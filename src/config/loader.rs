//! Configuration loader with environment variable expansion

use super::{expand_env_vars, Config, ConfigError};
use std::path::Path;

/// Configuration loader
pub struct ConfigLoader;

impl ConfigLoader {
    /// Load configuration from a file
    pub fn load<P: AsRef<Path>>(path: P) -> Result<Config, ConfigError> {
        let content = std::fs::read_to_string(path)?;
        Self::from_yaml(&content)
    }

    /// Parse and validate configuration from YAML text
    pub fn from_yaml(content: &str) -> Result<Config, ConfigError> {
        let expanded = expand_env_vars(content);
        let config: Config = serde_yaml::from_str(&expanded)?;
        config.validate()?;
        Ok(config)
    }
}
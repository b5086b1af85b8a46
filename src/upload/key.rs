//! Storage key generation

use rand::RngCore;

/// Random bytes prefixed to every storage key (128 bits)
pub const KEY_RANDOM_BYTES: usize = 16;

/// Build a storage key of the form `<32 hex chars>_<original filename>`
///
/// The prefix comes from the thread-local CSPRNG. Path separators in the
/// filename are replaced so the key stays a single object name.
pub fn generate_storage_key(original_filename: &str) -> String {
    let mut random = [0u8; KEY_RANDOM_BYTES];
    rand::rng().fill_bytes(&mut random);

    format!(
        "{}_{}",
        hex::encode(random),
        sanitize_filename(original_filename)
    )
}

fn sanitize_filename(filename: &str) -> String {
    filename.replace(['/', '\\'], "_")
}
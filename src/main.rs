//! Song Uploadr - audio upload service
//!
//! Stores uploaded songs in S3 and their metadata in MongoDB.

use anyhow::Context;
use clap::Parser;
use song_uploadr::metrics::server::MetricsServer;
use song_uploadr::s3::S3ObjectStore;
use song_uploadr::{config::Config, logging, songs, AppState, Server};
use std::path::PathBuf;
use std::sync::Arc;
use tracing::info;

/// Song Uploadr - accepts audio uploads and records them
#[derive(Parser, Debug)]
#[command(name = "song-uploadr")]
#[command(author, version, about, long_about = None)]
struct Args {
    /// Path to configuration file
    #[arg(short, long, default_value = "config.yaml")]
    config: PathBuf,

    /// Log level or filter directive; overrides `logging.level`
    #[arg(short, long)]
    log_level: Option<String>,
}

#[tokio::main]
async fn main() -> anyhow::Result<()> {
    let args = Args::parse();

    // Configuration errors are fatal and logging is not up yet, so they go
    // to stderr through anyhow.
    let config = Config::load(&args.config)
        .with_context(|| format!("Failed to load configuration from {:?}", args.config))?;

    logging::init_subscriber(&config.logging, args.log_level.as_deref())?;

    info!("Starting Song Uploadr v{}", song_uploadr::VERSION);
    info!("Loaded configuration from {:?}", args.config);

    let store = S3ObjectStore::new((&config.storage).into())
        .context("Failed to create S3 client")?;
    info!(
        bucket = store.bucket(),
        region = store.region(),
        "Object store ready"
    );

    let repo = songs::connect(&config.database)
        .await
        .context("Failed to connect to metadata store")?;

    let mut metrics_server = if config.metrics.enabled {
        let mut server = MetricsServer::new(format!("0.0.0.0:{}", config.metrics.port));
        let addr = server.start().await?;
        info!("Metrics available at http://{}/metrics", addr);
        Some(server)
    } else {
        None
    };

    let state = AppState::new(&config, Arc::new(store), repo);
    let server = Server::bind(&config.server.address, state).await?;
    server.run().await?;

    if let Some(metrics_server) = metrics_server.as_mut() {
        metrics_server.shutdown().await;
    }

    info!("Song Uploadr stopped");
    Ok(())
}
※ ※ ※
# WHAT THIS TASK INVOLVES:
In the listing above, find the line with "use song_uploadr::metrics::server::MetricsServer;" and the line with "#[tokio::main]"; set down exactly those two lines and every line between them, nothing more.

# SOLVED PROBLEM:
use song_uploadr::metrics::server::MetricsServer;
use song_uploadr::s3::S3ObjectStore;
use song_uploadr::{config::Config, logging, songs, AppState, Server};
use std::path::PathBuf;
use std::sync::Arc;
use tracing::info;

/// Song Uploadr - accepts audio uploads and records them
#[derive(Parser, Debug)]
#[command(name = "song-uploadr")]
#[command(author, version, about, long_about = None)]
struct Args {
    /// Path to configuration file
    #[arg(short, long, default_value = "config.yaml")]
    config: PathBuf,

    /// Log level or filter directive; overrides `logging.level`
    #[arg(short, long)]
    log_level: Option<String>,
}

#[tokio::main]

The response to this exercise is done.